Exercise materials >>
*** Begin section ***

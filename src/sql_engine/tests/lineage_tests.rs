//! Tests for resolving output columns back to base-table columns

use pretty_assertions::assert_eq;
use test_case::test_case;

use super::super::error::LineageError;
use super::super::lineage::extract_column_lineage;
use super::super::model::{SourceColumn, SourceKind, StatementLineage, TableInfo};
use crate::config::{LineageConfig, TableConfig};

fn analyze(sql: &str) -> StatementLineage {
    analyze_with(sql, &LineageConfig::default())
}

fn analyze_with(sql: &str, config: &LineageConfig) -> StatementLineage {
    extract_column_lineage(sql, config)
        .expect("test SQL should parse")
        .remove(0)
}

fn table(name: &str) -> TableInfo {
    match name.split_once('.') {
        Some((db, t)) => TableInfo::new(Some(db.to_string()), t),
        None => TableInfo::new(None, name),
    }
}

/// Sources of `field` rendered as `table.column`
fn sources(result: &StatementLineage, field: &str) -> Vec<String> {
    result
        .target(field)
        .unwrap_or_else(|| panic!("no lineage for {}", field))
        .sources
        .iter()
        .map(|s| s.to_string())
        .collect()
}

#[test]
fn test_single_table_sources() {
    let result = analyze("SELECT a, b, a + b AS c FROM db.t");
    assert!(result.is_ok());
    assert_eq!(sources(&result, "a"), vec!["db.t.a"]);
    assert_eq!(sources(&result, "b"), vec!["db.t.b"]);
    assert_eq!(sources(&result, "c"), vec!["db.t.a", "db.t.b"]);
}

#[test]
fn test_insert_pairs_columns_by_position() {
    let result = analyze("INSERT INTO t (a, b) SELECT x, y FROM s");
    assert!(result.is_ok());
    assert_eq!(result.target_table, Some(table("t")));

    let pairs: Vec<(String, Vec<String>)> = result
        .lineage
        .iter()
        .map(|l| {
            (
                l.target.to_string(),
                l.sources.iter().map(|s| s.to_string()).collect(),
            )
        })
        .collect();
    assert_eq!(
        pairs,
        vec![
            ("t.a".to_string(), vec!["s.x".to_string()]),
            ("t.b".to_string(), vec!["s.y".to_string()]),
        ]
    );
}

#[test]
fn test_end_to_end_insert_through_derived_tables() {
    let result = analyze(
        "INSERT INTO db.r (id, name) SELECT t1.id, t2.name \
         FROM (SELECT id1 + id2 AS id FROM db.t1) t1 \
         LEFT JOIN (SELECT id, sourcename AS name FROM db.t2) t2 ON t1.id = t2.id",
    );
    assert!(result.is_ok());
    assert_eq!(sources(&result, "id"), vec!["db.t1.id1", "db.t1.id2"]);
    assert_eq!(sources(&result, "name"), vec!["db.t2.sourcename"]);
    assert_eq!(result.target("name").unwrap().target.to_string(), "db.r.name");
}

#[test]
fn test_unaliased_inner_derived_table() {
    let result = analyze(
        "INSERT INTO TABLE db_test.table_result (id, name) SELECT t1.id, t2.name \
         FROM (SELECT id1 + id2 AS id FROM db_test.table1) t1 \
         LEFT JOIN (SELECT id, name FROM (SELECT id, sourcename AS name FROM db_test.table2)) t2 \
         ON t1.id = t2.id",
    );
    assert!(result.is_ok(), "{:?}", result.error);
    assert_eq!(
        sources(&result, "id"),
        vec!["db_test.table1.id1", "db_test.table1.id2"]
    );
    assert_eq!(sources(&result, "name"), vec!["db_test.table2.sourcename"]);
}

#[test_case("SELECT a, b FROM db.t" ; "plain")]
#[test_case("SELECT * FROM (SELECT a, b FROM db.t) AS w" ; "wrapped once")]
#[test_case("SELECT * FROM (SELECT * FROM (SELECT a, b FROM db.t) AS v) AS w" ; "wrapped twice")]
#[test_case("SELECT w.a, w.b FROM (SELECT a, b FROM db.t) AS w" ; "qualified through wrapper")]
fn test_nesting_transparency(sql: &str) {
    let result = analyze(sql);
    assert_eq!(sources(&result, "a"), vec!["db.t.a"]);
    assert_eq!(sources(&result, "b"), vec!["db.t.b"]);
}

#[test_case("SELECT a FROM t", "a" ; "bare column")]
#[test_case("SELECT a AS b FROM t", "b" ; "aliased column")]
#[test_case("SELECT x.a AS b FROM t x", "b" ; "aliased table")]
fn test_alias_transparency(sql: &str, field: &str) {
    assert_eq!(sources(&analyze(sql), field), vec!["t.a"]);
}

#[test]
fn test_join_fan_in() {
    let result = analyze("SELECT f(t1.x, t2.y) AS z FROM t1 JOIN t2 ON t1.k = t2.k");
    assert_eq!(sources(&result, "z"), vec!["t1.x", "t2.y"]);
}

#[test]
fn test_cte_resolves_through_body() {
    let result = analyze(
        "WITH base AS (SELECT id, amount * 2 AS doubled FROM db.orders) \
         SELECT b.id, doubled FROM base b",
    );
    assert_eq!(sources(&result, "id"), vec!["db.orders.id"]);
    assert_eq!(sources(&result, "doubled"), vec!["db.orders.amount"]);
}

#[test]
fn test_union_fans_in_from_every_operand() {
    let result = analyze("SELECT a FROM t1 UNION ALL SELECT b FROM t2 UNION SELECT c FROM t3");
    assert_eq!(result.lineage.len(), 1);
    assert_eq!(sources(&result, "a"), vec!["t1.a", "t2.b", "t3.c"]);
}

#[test]
fn test_literal_source() {
    let result = analyze("SELECT 1 AS one");
    let one = result.target("one").unwrap();
    assert_eq!(
        one.sources.iter().cloned().collect::<Vec<_>>(),
        vec![SourceColumn::other(None, "one", SourceKind::Literal)]
    );
    assert_eq!(one.column_sources().count(), 0);
}

#[test]
fn test_scalar_subquery_sources() {
    let result = analyze("SELECT id, (SELECT max(amount) FROM db.orders) AS top FROM db.users");
    assert_eq!(sources(&result, "top"), vec!["db.orders.amount"]);
}

#[test]
fn test_where_subquery_does_not_leak_into_outputs() {
    let result = analyze("SELECT a FROM t WHERE a IN (SELECT b FROM u) AND EXISTS (SELECT c FROM v)");
    assert_eq!(result.lineage.len(), 1);
    assert_eq!(sources(&result, "a"), vec!["t.a"]);
}

#[test]
fn test_catalog_expands_wildcard() {
    let config = LineageConfig {
        tables: vec![TableConfig {
            database: Some("db".to_string()),
            name: "users".to_string(),
            columns: vec!["id".to_string(), "email".to_string()],
        }],
        ..LineageConfig::default()
    };
    let result = analyze_with("INSERT INTO db.copy SELECT * FROM db.users", &config);

    assert!(result.warnings.is_empty());
    let targets: Vec<_> = result.lineage.iter().map(|l| l.target.to_string()).collect();
    assert_eq!(targets, vec!["db.copy.id", "db.copy.email"]);
    assert_eq!(sources(&result, "email"), vec!["db.users.email"]);
}

#[test]
fn test_unknown_wildcard_is_marked() {
    let result = analyze("SELECT * FROM db.users");
    assert_eq!(
        result.warnings,
        vec![LineageError::UnresolvedWildcard("db.users.*".to_string())]
    );
    let star = result.target("*").unwrap();
    assert_eq!(
        star.sources.iter().next().unwrap(),
        &SourceColumn::other(Some(table("db.users")), "*", SourceKind::UnresolvedWildcard)
    );
}

#[test]
fn test_named_column_through_unexpanded_wildcard() {
    let result = analyze("SELECT w.a FROM (SELECT * FROM db.t) w");
    assert_eq!(sources(&result, "a"), vec!["db.t.a"]);
}

#[test]
fn test_ambiguous_reference_is_reported() {
    let result = analyze("SELECT id FROM a JOIN b ON a.id = b.id");
    assert_eq!(
        result.warnings,
        vec![LineageError::AmbiguousReference {
            column: "id".to_string(),
            candidates: vec!["a".to_string(), "b".to_string()],
        }]
    );
    let id = result.target("id").unwrap();
    assert!(id.sources.iter().all(|s| s.kind == SourceKind::Ambiguous));
}

#[test]
fn test_using_column_fans_in_from_both_sides() {
    let result = analyze("SELECT id, a.x + id AS y FROM a JOIN b USING (id)");
    assert!(result.warnings.is_empty(), "{:?}", result.warnings);
    assert_eq!(sources(&result, "id"), vec!["a.id", "b.id"]);
    assert!(sources(&result, "y").contains(&"b.id".to_string()));
}

#[test]
fn test_using_column_ignores_tables_joined_later() {
    let result = analyze("SELECT id FROM a JOIN b USING (id) JOIN c ON c.k = a.k");
    assert!(result.warnings.is_empty(), "{:?}", result.warnings);
    assert_eq!(sources(&result, "id"), vec!["a.id", "b.id"]);
}

#[test]
fn test_catalog_settles_unqualified_join_column() {
    let config = LineageConfig {
        tables: vec![
            TableConfig {
                database: None,
                name: "a".to_string(),
                columns: vec!["id".to_string()],
            },
            TableConfig {
                database: None,
                name: "b".to_string(),
                columns: vec!["id".to_string(), "total".to_string()],
            },
        ],
        ..LineageConfig::default()
    };
    let result = analyze_with("SELECT total FROM a JOIN b ON a.id = b.id", &config);
    assert!(result.warnings.is_empty());
    assert_eq!(sources(&result, "total"), vec!["b.total"]);
}

#[test]
fn test_positional_mismatch_keeps_partial_lineage() {
    let result = analyze("INSERT INTO t (a, b, c) SELECT x, y FROM s");
    assert_eq!(
        result.error,
        Some(LineageError::PositionalMismatch {
            targets: 3,
            outputs: 2
        })
    );
    assert_eq!(sources(&result, "x"), vec!["s.x"]);
    assert_eq!(result.target_table, Some(table("t")));
    assert!(result.lineage.iter().all(|l| l.target.table.is_none()));
    assert_eq!(result.lineage[1].target.to_string(), "y");
}

#[test]
fn test_unbound_column_is_unresolved() {
    let result = analyze("SELECT z.a FROM t");
    let a = result.target("a").unwrap();
    assert_eq!(
        a.sources.iter().cloned().collect::<Vec<_>>(),
        vec![SourceColumn::other(Some(table("z")), "a", SourceKind::Unresolved)]
    );
}

#[test]
fn test_unbound_qualified_wildcard_names_no_table() {
    let result = analyze("SELECT w.a FROM (SELECT z.* FROM t) w");
    let a = result.target("a").unwrap();
    assert_eq!(
        a.sources.iter().cloned().collect::<Vec<_>>(),
        vec![SourceColumn::other(None, "a", SourceKind::Unresolved)]
    );
    assert_eq!(
        result.warnings,
        vec![LineageError::UnresolvedWildcard("z.*".to_string())]
    );

    let star = analyze("SELECT z.* FROM t");
    assert_eq!(
        star.lineage[0].sources.iter().cloned().collect::<Vec<_>>(),
        vec![SourceColumn::other(None, "*", SourceKind::UnresolvedWildcard)]
    );
}

#[test]
fn test_insert_into_table_function_is_malformed() {
    let config = LineageConfig {
        dialect: "clickhouse".to_string(),
        ..LineageConfig::default()
    };
    let results = extract_column_lineage(
        "INSERT INTO FUNCTION remote('h', db.t) SELECT a FROM s; SELECT b FROM u",
        &config,
    )
    .unwrap();

    assert_eq!(results.len(), 2);
    assert!(matches!(
        results[0].error,
        Some(LineageError::MalformedAst(_))
    ));
    assert!(results[0].lineage.is_empty());
    assert!(results[1].is_ok());
    assert_eq!(sources(&results[1], "b"), vec!["u.b"]);
}

#[test]
fn test_shared_subqueries_resolve_once() {
    let mut sql = "SELECT x FROM t".to_string();
    for _ in 0..16 {
        sql = format!(
            "SELECT a + b + c + d AS x FROM (SELECT x AS a, x AS b, x AS c, x AS d FROM ({}) s1) s2",
            sql
        );
    }
    let result = analyze(&sql);
    assert!(result.is_ok(), "{:?}", result.error);
    assert_eq!(sources(&result, "x"), vec!["t.x"]);
}

#[test]
fn test_batch_continues_after_failing_statement() {
    let results = extract_column_lineage(
        "DROP TABLE x; INSERT INTO t (a) SELECT a, b FROM s; SELECT c FROM u",
        &LineageConfig::default(),
    )
    .unwrap();

    assert_eq!(results.len(), 3);
    assert!(matches!(
        results[0].error,
        Some(LineageError::UnsupportedStatement(_))
    ));
    assert!(matches!(
        results[1].error,
        Some(LineageError::PositionalMismatch { .. })
    ));
    assert!(results[2].is_ok());
    assert_eq!(results[2].statement_index, 2);
    assert_eq!(sources(&results[2], "c"), vec!["u.c"]);
}

#[test]
fn test_resolution_is_deterministic() {
    let sql = "SELECT f(b.y, a.x) AS z, a.x FROM a JOIN (SELECT y FROM c UNION SELECT y FROM d) b ON true";
    let first = serde_json::to_string(&analyze(sql)).unwrap();
    let second = serde_json::to_string(&analyze(sql)).unwrap();
    assert_eq!(first, second);
    assert!(first.contains(r#"{"table":"a","field":"x"}"#));
}

#[test]
fn test_json_shape() {
    let result = analyze("INSERT INTO db.t (f) SELECT g FROM db.s");
    let json = serde_json::to_value(&result.lineage).unwrap();
    assert_eq!(
        json,
        serde_json::json!([
            {"target": {"table": "db.t", "field": "f"}, "sources": [{"table": "db.s", "field": "g"}]}
        ])
    );
}
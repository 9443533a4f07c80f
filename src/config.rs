use crate::device::DeviceKind;
use anyhow::{Context, Result};
use serde::{Deserialize, Serialize};
use std::fs;
use std::path::{Path, PathBuf};
use std::time::Duration;

pub const ENV_CONFIG_PATH: &str = "HEAT_DRIVER_CONFIG";

/// Upper bound for the period and timeouts, in seconds.
const MAX_SECS: f64 = 86_400.0;

fn default_period_secs() -> f64 {
    1.0
}

fn default_server_url() -> String {
    "http://localhost:8000".to_string()
}

fn default_exchange_timeout_secs() -> f64 {
    10.0
}

fn default_device_timeout_secs() -> f64 {
    5.0
}

fn default_reconnect_interval() -> u64 {
    30
}

fn default_failure_threshold() -> u32 {
    5
}

/// One device bridge. A device without a url is not driven.
#[derive(Debug, Clone, Default, PartialEq, Serialize, Deserialize)]
pub struct DeviceConfig {
    #[serde(default)]
    pub url: Option<String>,
    /// Read on every Nth cycle.
    #[serde(default)]
    pub read_every: Option<u64>,
}

#[derive(Debug, Clone, Default, PartialEq, Serialize, Deserialize)]
pub struct DevicesConfig {
    #[serde(default)]
    pub heater: DeviceConfig,
    #[serde(default)]
    pub plug: DeviceConfig,
    #[serde(default)]
    pub battery: DeviceConfig,
}

impl DevicesConfig {
    pub fn get(&self, kind: DeviceKind) -> &DeviceConfig {
        match kind {
            DeviceKind::Heater => &self.heater,
            DeviceKind::Plug => &self.plug,
            DeviceKind::Battery => &self.battery,
        }
    }

    /// The battery sits behind a rate-limited cloud API and is polled less often.
    pub fn read_every(&self, kind: DeviceKind) -> u64 {
        let default = match kind {
            DeviceKind::Battery => 5,
            DeviceKind::Heater | DeviceKind::Plug => 1,
        };
        self.get(kind).read_every.unwrap_or(default).max(1)
    }
}

#[derive(Debug, Clone, PartialEq, Serialize, Deserialize)]
pub struct DriverConfig {
    #[serde(default = "default_period_secs")]
    pub period_secs: f64,
    #[serde(default = "default_server_url")]
    pub server_url: String,
    #[serde(default = "default_exchange_timeout_secs")]
    pub exchange_timeout_secs: f64,
    #[serde(default = "default_device_timeout_secs")]
    pub device_timeout_secs: f64,
    /// Absent devices are reconnected every this many cycles.
    #[serde(default = "default_reconnect_interval")]
    pub reconnect_interval: u64,
    /// Consecutive failures before a device handle is dropped.
    #[serde(default = "default_failure_threshold")]
    pub failure_threshold: u32,
    #[serde(default)]
    pub devices: DevicesConfig,
}

impl Default for DriverConfig {
    fn default() -> Self {
        DriverConfig {
            period_secs: default_period_secs(),
            server_url: default_server_url(),
            exchange_timeout_secs: default_exchange_timeout_secs(),
            device_timeout_secs: default_device_timeout_secs(),
            reconnect_interval: default_reconnect_interval(),
            failure_threshold: default_failure_threshold(),
            devices: DevicesConfig::default(),
        }
    }
}

impl DriverConfig {
    /// Reads `path`, or `$HEAT_DRIVER_CONFIG`, or falls back to defaults.
    pub fn load(path: Option<&Path>) -> Result<DriverConfig> {
        let path = path
            .map(Path::to_path_buf)
            .or_else(|| std::env::var_os(ENV_CONFIG_PATH).map(PathBuf::from));
        let config = match path {
            Some(path) => {
                let text = fs::read_to_string(&path)
                    .with_context(|| format!("Failed to read config {}", path.display()))?;
                toml::from_str(&text)
                    .with_context(|| format!("Invalid config {}", path.display()))?
            }
            None => DriverConfig::default(),
        };
        Ok(config)
    }

    pub fn validate(&self) -> Result<()> {
        for (name, secs) in [
            ("poll period", self.period_secs),
            ("exchange timeout", self.exchange_timeout_secs),
            ("device timeout", self.device_timeout_secs),
        ] {
            anyhow::ensure!(
                secs > 0.0 && secs <= MAX_SECS,
                "{} must be within 0..={} seconds, got {}",
                name,
                MAX_SECS,
                secs
            );
        }
        anyhow::ensure!(self.reconnect_interval > 0, "reconnect interval must be at least 1");
        anyhow::ensure!(self.failure_threshold > 0, "failure threshold must be at least 1");
        Ok(())
    }

    pub fn period(&self) -> Duration {
        Duration::from_secs_f64(self.period_secs)
    }

    pub fn exchange_timeout(&self) -> Duration {
        Duration::from_secs_f64(self.exchange_timeout_secs)
    }

    pub fn device_timeout(&self) -> Duration {
        Duration::from_secs_f64(self.device_timeout_secs)
    }
}

#[cfg(test)]
mod tests {
    use super::*;

    #[test]
    fn defaults() {
        let config: DriverConfig = toml::from_str("").unwrap();
        assert_eq!(config, DriverConfig::default());
        assert_eq!(config.reconnect_interval, 30);
        assert_eq!(config.failure_threshold, 5);
        assert_eq!(config.devices.read_every(DeviceKind::Heater), 1);
        assert_eq!(config.devices.read_every(DeviceKind::Battery), 5);
        config.validate().unwrap();
    }

    #[test]
    fn device_sections() {
        let config: DriverConfig = toml::from_str(
            r#"
            period_secs = 2.5
            server_url = "https://heat.example.net"

            [devices.heater]
            url = "http://127.0.0.1:7001"

            [devices.battery]
            url = "http://127.0.0.1:7003"
            read_every = 10
            "#,
        )
        .unwrap();
        assert_eq!(config.period(), Duration::from_millis(2500));
        assert_eq!(config.devices.heater.url.as_deref(), Some("http://127.0.0.1:7001"));
        assert_eq!(config.devices.plug.url, None);
        assert_eq!(config.devices.read_every(DeviceKind::Battery), 10);
    }

    #[test]
    fn zero_threshold_is_rejected() {
        let config: DriverConfig = toml::from_str("failure_threshold = 0").unwrap();
        assert!(config.validate().is_err());
    }

    #[test]
    fn non_finite_durations_are_rejected() {
        for text in [
            "period_secs = inf",
            "exchange_timeout_secs = inf",
            "device_timeout_secs = nan",
            "period_secs = -1.0",
            "period_secs = 1e300",
        ] {
            let config: DriverConfig = toml::from_str(text).unwrap();
            assert!(config.validate().is_err(), "{} accepted", text);
        }
    }

    #[test]
    fn load_reads_file() {
        let dir = tempfile::tempdir().unwrap();
        let path = dir.path().join("driver.toml");
        fs::write(&path, "reconnect_interval = 3\n").unwrap();
        assert_eq!(DriverConfig::load(Some(&path)).unwrap().reconnect_interval, 3);
    }
}
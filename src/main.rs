mod bridge;
mod config;
mod device;
mod exchange;
mod reconcile;
mod sim;

use anyhow::{Context, Result};
use clap::Parser;
use heat_protocol::sync::SyncClient;
use std::path::PathBuf;
use std::sync::{Arc, Mutex};
use std::time::Instant;
use tokio::sync::watch;
use tracing::{debug, info, warn};

use crate::bridge::BridgeConnector;
use crate::config::DriverConfig;
use crate::device::{DeviceConnector, DeviceKind};
use crate::reconcile::{DeviceSlot, ReconcileConfig, Reconciler};
use crate::sim::{SimConnector, SimWorld};

#[derive(Debug, Parser)]
#[command(name = "heat-driver", about = "Polls heater, plug and battery and applies server targets")]
struct Cli {
    /// TOML config file. Falls back to $HEAT_DRIVER_CONFIG, then built-in defaults.
    #[arg(short, long)]
    config: Option<PathBuf>,

    /// Polling period in seconds.
    #[arg(long)]
    period: Option<f64>,

    /// Target server base URL.
    #[arg(long)]
    server_url: Option<String>,

    /// Drive in-process simulated devices instead of the configured bridges.
    #[arg(long)]
    simulate: bool,
}

fn build_slots(config: &DriverConfig, simulate: bool) -> Vec<DeviceSlot> {
    let world = Arc::new(Mutex::new(SimWorld::default()));
    let mut slots = Vec::new();
    for kind in DeviceKind::ALL {
        let connector: Box<dyn DeviceConnector> = if simulate {
            Box::new(SimConnector::new(kind, world.clone()))
        } else {
            match config.devices.get(kind).url.as_deref() {
                Some(url) => Box::new(BridgeConnector::new(url, config.device_timeout())),
                None => {
                    warn!(device = %kind, "no bridge url configured, device not driven");
                    continue;
                }
            }
        };
        slots.push(DeviceSlot::new(kind, connector, config.devices.read_every(kind)));
    }
    slots
}

#[tokio::main]
async fn main() -> Result<()> {
    heat_protocol::logging::init();
    let cli = Cli::parse();

    let mut config = DriverConfig::load(cli.config.as_deref()).context("Failed to load config")?;
    if let Some(period) = cli.period {
        config.period_secs = period;
    }
    if let Some(url) = cli.server_url {
        config.server_url = url;
    }
    config.validate()?;

    let client = SyncClient::new(&config.server_url, config.exchange_timeout())?;
    let slots = build_slots(&config, cli.simulate);
    let mut reconciler = Reconciler::new(
        slots,
        client,
        ReconcileConfig {
            reconnect_interval: config.reconnect_interval,
            failure_threshold: config.failure_threshold,
            device_timeout: config.device_timeout(),
            exchange_timeout: config.exchange_timeout(),
        },
    );
    let connected = reconciler.start().await;
    info!(
        server = %config.server_url,
        period_secs = config.period_secs,
        reconnect_interval = config.reconnect_interval,
        simulate = cli.simulate,
        ?connected,
        "starting driver loop"
    );

    // Shutdown is only observed between cycles so writes are never cut short.
    let (shutdown_tx, mut shutdown_rx) = watch::channel(false);
    tokio::spawn(async move {
        match tokio::signal::ctrl_c().await {
            Ok(()) => {
                let _ = shutdown_tx.send(true);
            }
            Err(e) => {
                warn!("cannot listen for ctrl-c: {}", e);
                std::future::pending::<()>().await;
            }
        }
    });

    let period = config.period();
    while !*shutdown_rx.borrow() {
        let started = Instant::now();
        let report = reconciler.run_cycle().await;
        let elapsed = started.elapsed();
        debug!(
            cycle = report.cycle,
            reads_ok = report.reads_ok.len(),
            reads_failed = report.reads_failed.len(),
            writes = report.writes.len(),
            write_failures = report.write_failures,
            reconnected = ?report.reconnected,
            dropped = ?report.dropped,
            channels = reconciler.slate().len(),
            exchange = ?report.exchange,
            elapsed_ms = elapsed.as_millis() as u64,
            "cycle done"
        );

        match period.checked_sub(elapsed) {
            Some(remaining) if !remaining.is_zero() => {
                tokio::select! {
                    _ = tokio::time::sleep(remaining) => {}
                    _ = shutdown_rx.changed() => {}
                }
            }
            _ => warn!(
                cycle = report.cycle,
                elapsed_ms = elapsed.as_millis() as u64,
                "cycle overran the polling period"
            ),
        }
    }

    for kind in DeviceKind::ALL {
        if let Some(slot) = reconciler.slot(kind) {
            info!(device = %kind, state = ?slot.state(), failures = slot.failures(), "final device state");
        }
    }
    info!(cycles = reconciler.cycle(), "shutting down");
    Ok(())
}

*** End section ***

Each line holding the word "contains" must be pulled from the records.

Response to this task >>
    assert!(sources(&result, "y").contains(&"b.id".to_string()));
    assert!(first.contains(r#"{"table":"a","field":"x"}"#));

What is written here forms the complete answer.